15. It’s hard work getting clients.
Sending out a mass email to all your contacts will provide relatively little business. Buying advertising space for B2B services will provide relatively little business. Don’t expect all your advertising efforts and money to result in new business. Some of it will see like a waste. If you aren’t good at sales, you’re going to have quite a go of making your business work.
16. Be prepared to fail.
Personally, my wife and I have failed at running a business 8 times. Hot Pepper Communications is our 9th business, and finally, it’s been our most successful. It‘s kind of funny actually because 9 is my favourite number.
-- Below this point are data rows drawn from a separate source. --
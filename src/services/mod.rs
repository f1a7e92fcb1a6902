pub mod analytics_service;
pub mod auth_service;
pub mod bank_account_service;
pub mod cart_service;
pub mod category_service;
pub mod contact_service;
pub mod hero_slide_service;
pub mod notification_service;
pub mod order_service;
pub mod payment_service;
pub mod product_service;
pub mod report_service;
pub mod setting_service;
pub mod upload_service;
pub mod user_service;
use axum::{
    Json, Router,
    extract::{Multipart, State},
    http::StatusCode,
    routing::post,
};

use crate::{
    dto::uploads::UploadForm,
    error::AppResult,
    middleware::auth::AuthUser,
    response::ApiResponse,
    services::upload_service,
    state::AppState,
    storage::StoredImage,
};

pub fn router() -> Router<AppState> {
    Router::new().route("/", post(upload_image))
}

#[utoipa::path(
    post,
    path = "/api/uploads",
    request_body(content = UploadForm, content_type = "multipart/form-data"),
    responses(
        (status = 201, description = "Image stored in the cloud or locally", body = ApiResponse<StoredImage>),
        (status = 400, description = "Missing file, unsupported type or too large"),
        (status = 401, description = "Unauthorized")
    ),
    security(("bearer_auth" = [])),
    tag = "Uploads"
)]
pub async fn upload_image(
    State(state): State<AppState>,
    user: AuthUser,
    multipart: Multipart,
) -> AppResult<(StatusCode, Json<ApiResponse<StoredImage>>)> {
    let resp = upload_service::upload_image(&state, &user, multipart).await?;
    Ok((StatusCode::CREATED, Json(resp)))
}
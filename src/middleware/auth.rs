use axum::{extract::FromRequestParts, http::header};
use jsonwebtoken::{DecodingKey, Validation, decode};
use uuid::Uuid;

use crate::{dto::auth::Claims, error::AppError, models::UserRole, state::AppState};

#[derive(Debug, Clone)]
pub struct AuthUser {
    pub user_id: Uuid,
    pub role: String,
}

impl AuthUser {
    pub fn is_admin(&self) -> bool {
        self.role == UserRole::Admin.as_ref()
    }
}

pub fn ensure_role(user: &AuthUser, role: UserRole) -> Result<(), AppError> {
    if user.role != role.as_ref() {
        return Err(AppError::Unauthorized);
    }
    Ok(())
}

pub fn ensure_admin(user: &AuthUser) -> Result<(), AppError> {
    ensure_role(user, UserRole::Admin)
}

pub fn decode_token(token: &str, secret: &str) -> Result<AuthUser, AppError> {
    let decoded = decode::<Claims>(
        token,
        &DecodingKey::from_secret(secret.as_bytes()),
        &Validation::default(),
    )
    .map_err(|err| {
        tracing::debug!(error = %err, "rejected session token");
        AppError::Unauthorized
    })?;

    let user_id = Uuid::parse_str(&decoded.claims.sub).map_err(|_| AppError::Unauthorized)?;

    Ok(AuthUser {
        user_id,
        role: decoded.claims.role,
    })
}

impl FromRequestParts<AppState> for AuthUser {
    type Rejection = AppError;

    async fn from_request_parts(
        parts: &mut axum::http::request::Parts,
        state: &AppState,
    ) -> Result<Self, Self::Rejection> {
        let auth_str = parts
            .headers
            .get(header::AUTHORIZATION)
            .ok_or(AppError::Unauthorized)?
            .to_str()
            .map_err(|_| AppError::Unauthorized)?;

        let token = auth_str
            .strip_prefix("Bearer ")
            .ok_or(AppError::Unauthorized)?
            .trim();

        decode_token(token, &state.config.jwt_secret)
    }
}

#[cfg(test)]
mod tests {
    use super::*;
    use jsonwebtoken::{EncodingKey, Header, encode};

    fn token_for(role: &str, secret: &str, exp_offset: i64) -> String {
        let claims = Claims {
            sub: Uuid::nil().to_string(),
            role: role.to_string(),
            exp: (chrono::Utc::now().timestamp() + exp_offset) as usize,
        };
        encode(&Header::default(), &claims, &EncodingKey::from_secret(secret.as_bytes()))
            .expect("encode token")
    }

    #[test]
    fn valid_token_yields_subject_and_role() {
        let user = decode_token(&token_for("ADMIN", "s3cret", 3600), "s3cret").expect("decode");
        assert_eq!(user.user_id, Uuid::nil());
        assert!(user.is_admin());
        assert!(ensure_admin(&user).is_ok());
    }

    #[test]
    fn customers_are_not_admins() {
        let user = decode_token(&token_for("CUSTOMER", "s3cret", 3600), "s3cret").expect("decode");
        assert!(matches!(ensure_admin(&user), Err(AppError::Unauthorized)));
    }

    #[test]
    fn wrong_secret_or_expired_token_is_unauthorized() {
        assert!(matches!(
            decode_token(&token_for("CUSTOMER", "other", 3600), "s3cret"),
            Err(AppError::Unauthorized)
        ));
        assert!(matches!(
            decode_token(&token_for("CUSTOMER", "s3cret", -3600), "s3cret"),
            Err(AppError::Unauthorized)
        ));
    }
}
use serde::{Deserialize, Serialize};
use utoipa::ToSchema;

use crate::models::Category;

#[derive(Debug, Deserialize, ToSchema)]
pub struct CreateCategoryRequest {
    pub name: String,
    pub description: Option<String>,
    pub image_url: Option<String>,
}

#[derive(Debug, Deserialize, ToSchema)]
pub struct UpdateCategoryRequest {
    pub name: Option<String>,
    pub description: Option<String>,
    pub image_url: Option<String>,
}

#[derive(Debug, Serialize, ToSchema)]
pub struct CategoryWithCount {
    #[serde(flatten)]
    pub category: Category,
    pub product_count: i64,
}

#[derive(Debug, Serialize, ToSchema)]
pub struct CategoryList {
    pub items: Vec<CategoryWithCount>,
}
Failure is part of entrepreneurship. It’s one of the risks you must be willing to take if you venture out on your own. In my opinion, it’s a risk worth taking. You will learn more lessons through failure than you will in a textbook. You will learn that forces exist that are out of control and that will tear you down. You will learn that you need to be able to live off nothing sometimes if you want the business to survive. You will learn that you can’t live your life as if your client is going to pay their invoice this month.
17. It’s tough being an introvert.
I’m an introvert, and I have anxiety. That makes it difficult to cold call and to reach out to new people at networking events. Business grows more slowly for introverts, but being successful is possible.
Do you run your own business? What are some valuable lessons you’ve learned?